Alan R. Simon

Data Lakes For Dummies


Скачать книгу

When you divide your big data into multiple zones, add capabilities to transmit data across those zones, and then govern the whole environment, you’ve built a data lake surrounding that big data foundation. You’ve done the analytical data equivalent of building the docks, the restaurants, and the boat slips surrounding the lake itself.

      In addition to data lakes, you may come across references to data ponds, data puddles, data rivers, data oceans, and data hot tubs. (Just kidding about the last one.) What’s going on here?

      

Your job when planning, architecting, building, and using a data lake is complicated by the fact that you don’t have an official definition published by some sort of standards body, such as the American National Standards Institute (ANSI) or the International Organization for Standardization (ISO). That means that you or anyone else can define, use, and even publish your own terminology. You can call a smaller portion of a data lake a “data pond” if you want, or refer to a collection of data lakes as a “data ocean.”

      Don’t panic! Of all the “data plus a body of water” terms you’ll run across, data lake is by far the most commonly used. All the characteristics of a data lake — solid architecture, support for multiple forms of data, a support ecosystem surrounding the data — apply to what you can call a data pond or any other term.

      If William Shakespeare were still around and plied his trade as an enterprise data architect rather than as a writer, he would put it this way: “A data lake by any other name would still be worth the time and effort to build.”

      BACK TO THE FUTURE WITH NAME CHANGES

      In the early 1990s, data warehousing was the newest and most popular game in town for analytical data management. By the mid-’90s, the concept of a data warehouse was adapted to a data mart — essentially, a smaller-scale data warehouse.

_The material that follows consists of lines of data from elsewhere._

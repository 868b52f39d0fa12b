//! Whole-race scenarios
//!
//! A scenario wires up everything a race needs in one process: directory,
//! simulated relocator, the teams and the judge. It runs the experiment,
//! stops every runner and checks the recorded events.

use std::sync::Arc;
use std::time::Duration;

use relay_core::{ExperimentConfig, Location, RelayResult, RunnerId};
use relay_runtime::{
    event_channel, DriverConfig, ExperimentDriver, ExperimentResults, RaceBuilder, RunnerConfig,
    RunnerStats, Team,
};
use relay_transport::{InMemoryDirectory, LatencyModel, SimulatedRelocator};

use crate::EventRecorder;

// ============================================================================
// SCENARIO CONFIGURATION
// ============================================================================

/// Configuration of a race scenario
#[derive(Debug, Clone)]
pub struct ScenarioConfig {
    /// Number of teams racing at once
    pub teams: usize,

    /// Runners per team
    pub runners: usize,

    /// Trials and their lap counts
    pub experiment: ExperimentConfig,

    /// Relocation latency
    pub latency: LatencyModel,

    /// Seed for the latency generator
    pub seed: u64,

    pub trial_timeout: Option<Duration>,
    pub ack_timeout: Option<Duration>,
}

impl Default for ScenarioConfig {
    fn default() -> Self {
        Self {
            teams: 1,
            runners: 3,
            experiment: ExperimentConfig::new(2, 1, 2),
            latency: LatencyModel::instant(),
            seed: 0,
            trial_timeout: None,
            ack_timeout: None,
        }
    }
}

impl ScenarioConfig {
    /// Smallest race that still hands off: one lap on a ring of two
    pub fn minimal() -> Self {
        Self {
            runners: 2,
            experiment: ExperimentConfig::new(1, 1, 0),
            ..Self::default()
        }
    }

    pub fn standard() -> Self {
        Self::default()
    }

    /// Several teams sharing containers, with jittered relocation
    pub fn stress() -> Self {
        Self {
            teams: 4,
            runners: 6,
            experiment: ExperimentConfig::new(5, 1, 3),
            latency: LatencyModel::uniform(Duration::from_millis(1), 2),
            seed: 42,
            ..Self::default()
        }
    }

    pub fn with_teams(mut self, teams: usize, runners: usize) -> Self {
        self.teams = teams;
        self.runners = runners;
        self
    }

    pub fn with_experiment(mut self, experiment: ExperimentConfig) -> Self {
        self.experiment = experiment;
        self
    }

    pub fn with_latency(mut self, latency: LatencyModel) -> Self {
        self.latency = latency;
        self
    }
}

// ============================================================================
// SCENARIO RESULT
// ============================================================================

/// Outcome of a scenario run
#[derive(Debug, Clone)]
pub struct ScenarioResult {
    /// Timings reported by the judge
    pub results: ExperimentResults,

    /// Teams as formed at setup
    pub teams: Vec<Team>,

    /// Everything the runners published
    pub events: EventRecorder,

    /// Counters of runners that stopped cleanly
    pub stats: Vec<(RunnerId, RunnerStats)>,

    /// Where each runner resided once the last trial finished
    pub final_locations: Vec<(RunnerId, Location)>,

    /// Runners that stopped with an error
    pub failures: Vec<(RunnerId, String)>,

    /// Successful relocations
    pub relocations: u64,

    /// Specific invariant violations
    pub invariant_violations: Vec<String>,
}

impl ScenarioResult {
    pub fn passed(&self) -> bool {
        self.failures.is_empty() && self.invariant_violations.is_empty()
    }

    /// Sum of a counter over every runner
    pub fn total(&self, counter: impl Fn(&RunnerStats) -> u64) -> u64 {
        self.stats.iter().map(|(_, s)| counter(s)).sum()
    }
}

// ============================================================================
// SCENARIO HARNESS
// ============================================================================

/// Runs a race scenario end to end
pub struct ScenarioHarness {
    config: ScenarioConfig,
}

impl ScenarioHarness {
    pub fn new(config: ScenarioConfig) -> Self {
        Self { config }
    }

    pub fn config(&self) -> &ScenarioConfig {
        &self.config
    }

    /// Run the experiment, stop the race and verify the recorded events
    pub async fn run(&self) -> RelayResult<ScenarioResult> {
        let config = &self.config;
        let directory = Arc::new(InMemoryDirectory::new());
        let relocator = Arc::new(SimulatedRelocator::new(config.latency.clone(), config.seed));
        let (sink, stream) = event_channel();

        let driver = ExperimentDriver::with_config(
            config.experiment,
            DriverConfig {
                trial_timeout: config.trial_timeout,
                ..DriverConfig::default()
            },
            Arc::clone(&directory),
        )?;

        let mut builder = RaceBuilder::new(Arc::clone(&directory), Arc::clone(&relocator))
            .runner_config(RunnerConfig {
                ack_timeout: config.ack_timeout,
            })
            .events(sink);
        for team in 0..config.teams {
            builder = builder.team(&format!("team{}", team), config.runners);
        }
        let race = builder.spawn()?;
        let teams = race.teams().to_vec();

        let outcome = driver.with_captains(race.captains()).run_all().await;
        let final_locations = race.locations();

        let mut stats = Vec::new();
        let mut failures = Vec::new();
        for (runner, stopped) in race.shutdown().await {
            match stopped {
                Ok(s) => stats.push((runner, s)),
                Err(e) => failures.push((runner, e.to_string())),
            }
        }
        let events = EventRecorder::collect(stream).await;

        let results = outcome?;
        let invariant_violations = events.check(&teams, &results);

        Ok(ScenarioResult {
            results,
            teams,
            events,
            stats,
            final_locations,
            failures,
            relocations: relocator.relocations(),
            invariant_violations,
        })
    }
}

The original idea behind a data mart called for the data warehouse feeding a subset of its data into one or more data marts — sort of a “wholesaler-retailer” model.

      The first generation of data warehouse projects, especially very large ones, was hallmarked by a high failure rate. By the late ’90s, data warehouses were viewed as large, complex, and expensive efforts that were also very risky. A data mart, on the other hand, was smaller, less complex, and less expensive, and, thus, considered to be less risky.

      The need for integrated analytical data was stronger than ever by the end of the ’90s. But just try to get funding for a data warehousing project! Good luck!

      Time for plan B.

      Data warehouses went out of style for a while. Instead, data marts became the go-to solution for analytic data. No matter how big and complex an environment was, chances are, you’d refer to it as a data mart rather than a data warehouse. In fact, the idea of an independent data mart sprung up, and the original architecture for a data mart — receiving data from a data warehouse rather than directly from source systems — became known as a dependent data mart.

      Fast-forward a couple of decades, and it’s back to the future. First, big data sort of evolved into data lakes. Now you have analysts, consultants, and vendors complicating the picture with their own terminology. This won’t be the last time you’ll see shifting names and terminology in the world of analytic data, so stay tuned!

      Planning Your Day (and the Next Decade) at the Data Lake

      IN THIS CHAPTER

      

Taking advantage of big data

      

Broadening your data type horizons

      

Implementing a built-to-last analytical data environment

      

Reeling in existing stand-alone data marts

      

Blockading new stand-alone data marts

      

Deciding what to do about your data warehouses

      

Aligning your data lake plans with your organization’s analytical needs

      

Setting your data velocity speed limits

      

Getting a handle on your analytical costs

      Suppose that you and about 15 other family members or friends all head to your favorite lake for a weeklong summer vacation.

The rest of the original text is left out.